Chapters, six, seven, eight and nine all approach the specifics of cancer. Up to this point the term palliative care has care has been an inclusive term, as not all palliative patients have cancer and not all cancer patients need palliative care. Each chapter is anchored with at least one case study. Each chapter highs cancer specific concerns such as pain relief, cancer fatigue and treatment issues and how aromatherapy can be integrated into management of these symptoms. There is a very helpful discussion in chapter 9 on the endocannabinoid system and a brief view of cannabinoid benefits for some of these symptoms.
Chapters ten, eleven, and twelve follow three key pathological sequelae of palliative and end of life care, regardless of the underlying disease. Chapter eleven explores breathlessness; chapter twelve looks at all the gastrointestinal effects (including oral care) and chapter thirteen is all related to the skin. Each chapter has a solid discussion of the underlying pathology (disease changes) and the current typical medical treatment. Then an exploration of the possible evidence-based aromatherapy benefits, again supported with a case study. Each of these chapters can be used across any number of clinical areas and while some of the language is technical, by its nature, the information contained is invaluable to ensure the best treatment is used to manage symptoms without adding any risk of harm to the patient.

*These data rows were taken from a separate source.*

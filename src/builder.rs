//! Builder Module
//!
//! Speaker Packet生成の公開エントリーポイントを提供するモジュール。
//! ビルダーパターンで設定を組み立て、ファサードの`PacketGenerator`から
//! スピーカー一覧の取得・コンテキスト抽出・パケット生成を行います。
//!
//! # 使用例
//!
//! ```rust,no_run
//! use speakerpacket::{PacketGeneratorBuilder, SpeakerSelection};
//! use std::fs::File;
//!
//! # fn main() -> Result<(), Box<dyn std::error::Error>> {
//! let generator = PacketGeneratorBuilder::new()
//!     .with_template_path("speaker_template.docx")
//!     .build()?;
//!
//! let packet = generator.generate_packet(
//!     File::open("onsite_packet.xlsx")?,
//!     &SpeakerSelection::Name("Jane".to_string()),
//! )?;
//!
//! assert_eq!(packet.file_name, "Jane_Speaker_Packet.docx");
//! # Ok(())
//! # }
//! ```

use std::io::{Read, Seek};
use std::path::PathBuf;

use crate::api::{packet_file_name, SpeakerSelection, ALL_SPEAKERS_LABEL};
use crate::error::SpeakerPacketError;
use crate::extractor::ContextExtractor;
use crate::render::{DocxTemplate, TemplateRenderer, DOCX_CONTENT_TYPE};
use crate::types::SpeakerPacketContext;

/// "Event Details"シートのデフォルト名
const DEFAULT_EVENT_DETAILS_SHEET: &str = "Event Details";

/// "Onsite Schedule"シートのデフォルト名
const DEFAULT_SCHEDULE_SHEET: &str = "Onsite Schedule";

/// 生成設定
///
/// 抽出対象のシート名を保持します。シート名は組織のワークブック
/// テンプレート改訂に追従できるよう設定可能です。
#[derive(Debug, Clone)]
pub(crate) struct GeneratorConfig {
    /// key-valueシート（イベントメタデータ）の名前
    pub event_details_sheet: String,
    /// スケジュールシートの名前
    pub schedule_sheet: String,
}

impl Default for GeneratorConfig {
    fn default() -> Self {
        Self {
            event_details_sheet: DEFAULT_EVENT_DETAILS_SHEET.to_string(),
            schedule_sheet: DEFAULT_SCHEDULE_SHEET.to_string(),
        }
    }
}

/// 生成されたSpeaker Packet
///
/// ダウンロード・保存に必要な情報一式（推奨ファイル名とバイト列）を
/// 保持します。
#[derive(Debug, Clone)]
pub struct SpeakerPacket {
    /// 推奨ファイル名（`<ラベル>_Speaker_Packet.docx`、空白は`_`に置換）
    pub file_name: String,

    /// DOCXファイルのバイト列
    pub bytes: Vec<u8>,
}

impl SpeakerPacket {
    /// ダウンロード応答に使用するMIMEタイプを取得
    pub fn content_type(&self) -> &'static str {
        DOCX_CONTENT_TYPE
    }
}

/// PacketGeneratorのビルダー
///
/// テンプレートの指定（パスまたはレンダラーの注入）と、シート名の
/// 上書きを受け付けます。`build()`で設定を検証し、不正な設定は
/// `Config`エラーになります。
///
/// # 使用例
///
/// ```rust
/// use speakerpacket::PacketGeneratorBuilder;
///
/// let generator = PacketGeneratorBuilder::new()
///     .with_template_path("template.docx")
///     .with_event_details_sheet("Event Details")
///     .with_schedule_sheet("Onsite Schedule")
///     .build()
///     .unwrap();
/// ```
#[derive(Default)]
pub struct PacketGeneratorBuilder {
    config: GeneratorConfig,
    template_path: Option<PathBuf>,
    renderer: Option<Box<dyn TemplateRenderer>>,
}

impl PacketGeneratorBuilder {
    /// 新しいビルダーを生成
    pub fn new() -> Self {
        Self::default()
    }

    /// DOCXテンプレートファイルのパスを設定
    ///
    /// デフォルトのレンダラー（`DocxTemplate`）がこのパスを呼び出し
    /// ごとに読み直します。`with_renderer`でレンダラーを注入した場合、
    /// この設定は使用されません。
    pub fn with_template_path(mut self, path: impl Into<PathBuf>) -> Self {
        self.template_path = Some(path.into());
        self
    }

    /// イベントメタデータシートの名前を設定
    pub fn with_event_details_sheet(mut self, name: impl Into<String>) -> Self {
        self.config.event_details_sheet = name.into();
        self
    }

    /// スケジュールシートの名前を設定
    pub fn with_schedule_sheet(mut self, name: impl Into<String>) -> Self {
        self.config.schedule_sheet = name.into();
        self
    }

    /// テンプレートレンダラーを注入
    ///
    /// DOCX以外の出力形式やテストスタブへの差し替えに使用します。
    pub fn with_renderer(mut self, renderer: impl TemplateRenderer + 'static) -> Self {
        self.renderer = Some(Box::new(renderer));
        self
    }

    /// 設定を検証してPacketGeneratorを構築
    ///
    /// # 戻り値
    ///
    /// * `Ok(PacketGenerator)` - 設定が有効な場合
    /// * `Err(SpeakerPacketError::Config)` - シート名が空、または
    ///   テンプレートもレンダラーも指定されていない場合
    pub fn build(self) -> Result<PacketGenerator, SpeakerPacketError> {
        if self.config.event_details_sheet.is_empty() {
            return Err(SpeakerPacketError::Config(
                "event details sheet name must not be empty".to_string(),
            ));
        }
        if self.config.schedule_sheet.is_empty() {
            return Err(SpeakerPacketError::Config(
                "schedule sheet name must not be empty".to_string(),
            ));
        }

        let renderer: Box<dyn TemplateRenderer> = match (self.renderer, self.template_path) {
            (Some(renderer), _) => renderer,
            (None, Some(path)) => Box::new(DocxTemplate::new(path)),
            (None, None) => {
                return Err(SpeakerPacketError::Config(
                    "a template path or a renderer is required".to_string(),
                ))
            }
        };

        Ok(PacketGenerator {
            config: self.config,
            renderer,
        })
    }
}

/// Speaker Packetジェネレーター
///
/// 生成リクエストごとに完全な入力（ワークブック＋スピーカー選択）を
/// 受け取り、コンテキストを毎回再構築します。呼び出し間で状態を共有
/// しないため、1つのジェネレーターを複数のワークブックに対して
/// 繰り返し使用できます。失敗した呼び出しは後続の呼び出しに影響
/// しません。
pub struct PacketGenerator {
    config: GeneratorConfig,
    renderer: Box<dyn TemplateRenderer>,
}

impl PacketGenerator {
    /// スピーカー一覧を取得
    ///
    /// スケジュールシートの`Speaker`列から重複排除・辞書順の名前一覧を
    /// 作り、先頭にセンチネル（`"All Speakers"`）を付加して返します。
    /// `Speaker`列がない場合は`["All Speakers", "All"]`になります。
    ///
    /// # 引数
    ///
    /// * `input` - Onsite Packet（XLSX）を読み込むリーダー
    pub fn list_speakers<R: Read + Seek>(
        &self,
        input: R,
    ) -> Result<Vec<String>, SpeakerPacketError> {
        let extractor = ContextExtractor::new(&self.config);
        let names = extractor.speaker_names(input)?;

        let mut speakers = Vec::with_capacity(names.len() + 1);
        speakers.push(ALL_SPEAKERS_LABEL.to_string());
        speakers.extend(names);
        Ok(speakers)
    }

    /// コンテキストを抽出
    ///
    /// レンダリングを伴わない抽出のみのエントリーポイントです。
    /// 抽出結果の確認やレンダラーの単体検証に使用できます。
    pub fn extract_context<R: Read + Seek>(
        &self,
        input: R,
        selection: &SpeakerSelection,
    ) -> Result<SpeakerPacketContext, SpeakerPacketError> {
        let extractor = ContextExtractor::new(&self.config);
        extractor.extract(input, selection)
    }

    /// Speaker Packetを生成
    ///
    /// コンテキストの抽出とテンプレートレンダリングを実行し、推奨
    /// ファイル名付きの成果物を返します。いずれかの段階で失敗した
    /// 場合は単一の型付きエラーを返し、部分的な成果物は生成しません。
    ///
    /// # 引数
    ///
    /// * `input` - Onsite Packet(XLSX)を読み込むリーダー
    /// * `selection` - スピーカー選択
    ///
    /// # 戻り値
    ///
    /// * `Ok(SpeakerPacket)` - 生成されたパケット
    /// * `Err(SpeakerPacketError)` - 抽出またはレンダリングに失敗した場合
    pub fn generate_packet<R: Read + Seek>(
        &self,
        input: R,
        selection: &SpeakerSelection,
    ) -> Result<SpeakerPacket, SpeakerPacketError> {
        let context = self.extract_context(input, selection)?;
        let bytes = self.renderer.render(&context)?;

        Ok(SpeakerPacket {
            file_name: packet_file_name(selection.label()),
            bytes,
        })
    }
}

Carol is careful not to exclude the burden on caregiver sand family members with a loved one undergoing palliative or end of life care. In many countries palliative care is delivered in the home supported by expert clinicians reaching out from a hospice service. However, in some cases this is not so and the burden to provide care falls heavily on family members to navigate this difficult pathways for their loved ones. Chapter thirteen on resilience also has lessons which relate to wider life, with lots of handy strategies.
I must admit chapter fourteen had me in tears reading the case studies of the last moments of life and how aromatherapy can assist. Some of the content on grief was valuable, and my only suggestion here is I would have liked to seen the seminal work by Dr Lois TonkIn, about growing around grief, mentioned, which grew out of the recognition that grief doesn’t go through stages as initially posited by Kubler-Ross.
The final chapter is a short chapter with good suggestions for the way to move forward through more research, better quality research and early referral to integrated palliative service.
Then follows the exceptionally strong reference list
Carol’s book makes a considered and valuable addition to aromatherapy and palliative care. It is not a book of recipes for problems, rather than approach is to provide detailed background to what the issues are, what can be done to help and comes from a position of the reader having some sort of baseline understanding of patient care and medical language. Whilst I would not consider this a book for beginning practitioners of aromatherapy, I do consider it an essential one for anyone who wishes to expand their knowledge. It should be available in every hospice as a reference book and used as a reference in any courses about palliative care. Congratulations Carol for bring this book to life.